_Exercise aim_
In full and word for word, restate the lines of the listing.

_Information shown_
★ ★ ★ ★

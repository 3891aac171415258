// src/commands/run.rs

//! Lifecycle commands - install, build and create

use super::{load_recipe, print_warnings, resolve_axes};
use crate::cli::RunArgs;
use anyhow::{Context, Result};
use galley::{CMakeToolchain, EngineConfig, FileIndex, Lifecycle, LayoutRoots, Phase};
use tracing::info;

/// Drive the lifecycle through `last`
pub fn cmd_run(args: RunArgs, last: Phase, mut config: EngineConfig) -> Result<()> {
    if let Some(cmake) = args.cmake {
        config.cmake_program = cmake;
    }
    if let Some(generator) = args.generator {
        config.generator = Some(generator);
    }
    if let Some(jobs) = args.jobs {
        config.jobs = jobs;
    }

    let loaded = load_recipe(&args.recipe)?;
    print_warnings(&loaded.warnings);

    let axes = resolve_axes(&loaded.recipe, &config, &args.axes)?;
    let output_root = args.output.unwrap_or_else(|| config.output_root(&loaded.dir));
    let roots = LayoutRoots::new(&loaded.dir, output_root);

    let index = FileIndex::new(&args.index);
    let toolchain = CMakeToolchain::from_config(&config, axes.build_type);

    let identity = loaded.recipe.identity();
    info!("Using index {}", index.root().display());
    println!("{} [{}]", identity, axes.identity());

    let lifecycle = Lifecycle::new(loaded.recipe, axes, roots, &index, &toolchain);
    let report = lifecycle
        .run(last)
        .with_context(|| format!("Failed to {} {}", verb(last), identity))?;

    println!("\nResolved {} dependency(ies):", report.resolution.len());
    for dep in report.resolution.iter() {
        println!("  {}/{}", dep.name, dep.version);
    }

    if let Some(layout) = &report.layout {
        println!(
            "\nGenerated {} file(s) in {}:",
            report.artifacts.len(),
            layout.generated_root.display()
        );
        for artifact in &report.artifacts {
            println!("  {} ({})", artifact.name, artifact.kind);
        }
        if last >= Phase::Build {
            println!("\nBuild root: {}", layout.build_root.display());
        }
        if last == Phase::Package {
            println!("Package root: {}", layout.package_root.display());
        }
    }

    println!("\n[OK] {} [{}] {}", report.recipe, report.profile, report.state);
    Ok(())
}

fn verb(last: Phase) -> &'static str {
    match last {
        Phase::Package => "create",
        Phase::Build => "build",
        _ => "install",
    }
}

★ ★ ★ ★

_Answer box_
repository 3891aac171415258
// src/commands/run.rs

//! Lifecycle commands - install, build and create

use super::{load_recipe, print_warnings, resolve_axes};
use crate::cli::RunArgs;
use anyhow::{Context, Result};
use galley::{CMakeToolchain, EngineConfig, FileIndex, Lifecycle, LayoutRoots, Phase};
use tracing::info;

/// Drive the lifecycle through `last`
pub fn cmd_run(args: RunArgs, last: Phase, mut config: EngineConfig) -> Result<()> {
    if let Some(cmake) = args.cmake {
        config.cmake_program = cmake;
    }
    if let Some(generator) = args.generator {
        config.generator = Some(generator);
    }
    if let Some(jobs) = args.jobs {
        config.jobs = jobs;
    }

    let loaded = load_recipe(&args.recipe)?;
    print_warnings(&loaded.warnings);

    let axes = resolve_axes(&loaded.recipe, &config, &args.axes)?;
    let output_root = args.output.unwrap_or_else(|| config.output_root(&loaded.dir));
    let roots = LayoutRoots::new(&loaded.dir, output_root);

    let index = FileIndex::new(&args.index);
    let toolchain = CMakeToolchain::from_config(&config, axes.build_type);

    let identity = loaded.recipe.identity();
    info!("Using index {}", index.root().display());
    println!("{} [{}]", identity, axes.identity());

    let lifecycle = Lifecycle::new(loaded.recipe, axes, roots, &index, &toolchain);
    let report = lifecycle
        .run(last)
        .with_context(|| format!("Failed to {} {}", verb(last), identity))?;

    println!("\nResolved {} dependency(ies):", report.resolution.len());
    for dep in report.resolution.iter() {
        println!("  {}/{}", dep.name, dep.version);
    }

    if let Some(layout) = &report.layout {
        println!(
            "\nGenerated {} file(s) in {}:",
            report.artifacts.len(),
            layout.generated_root.display()
        );
        for artifact in &report.artifacts {
            println!("  {} ({})", artifact.name, artifact.kind);
        }
        if last >= Phase::Build {
            println!("\nBuild root: {}", layout.build_root.display());
        }
        if last == Phase::Package {
            println!("Package root: {}", layout.package_root.display());
        }
    }

    println!("\n[OK] {} [{}] {}", report.recipe, report.profile, report.state);
    Ok(())
}

fn verb(last: Phase) -> &'static str {
    match last {
        Phase::Package => "create",
        Phase::Build => "build",
        _ => "install",
    }
}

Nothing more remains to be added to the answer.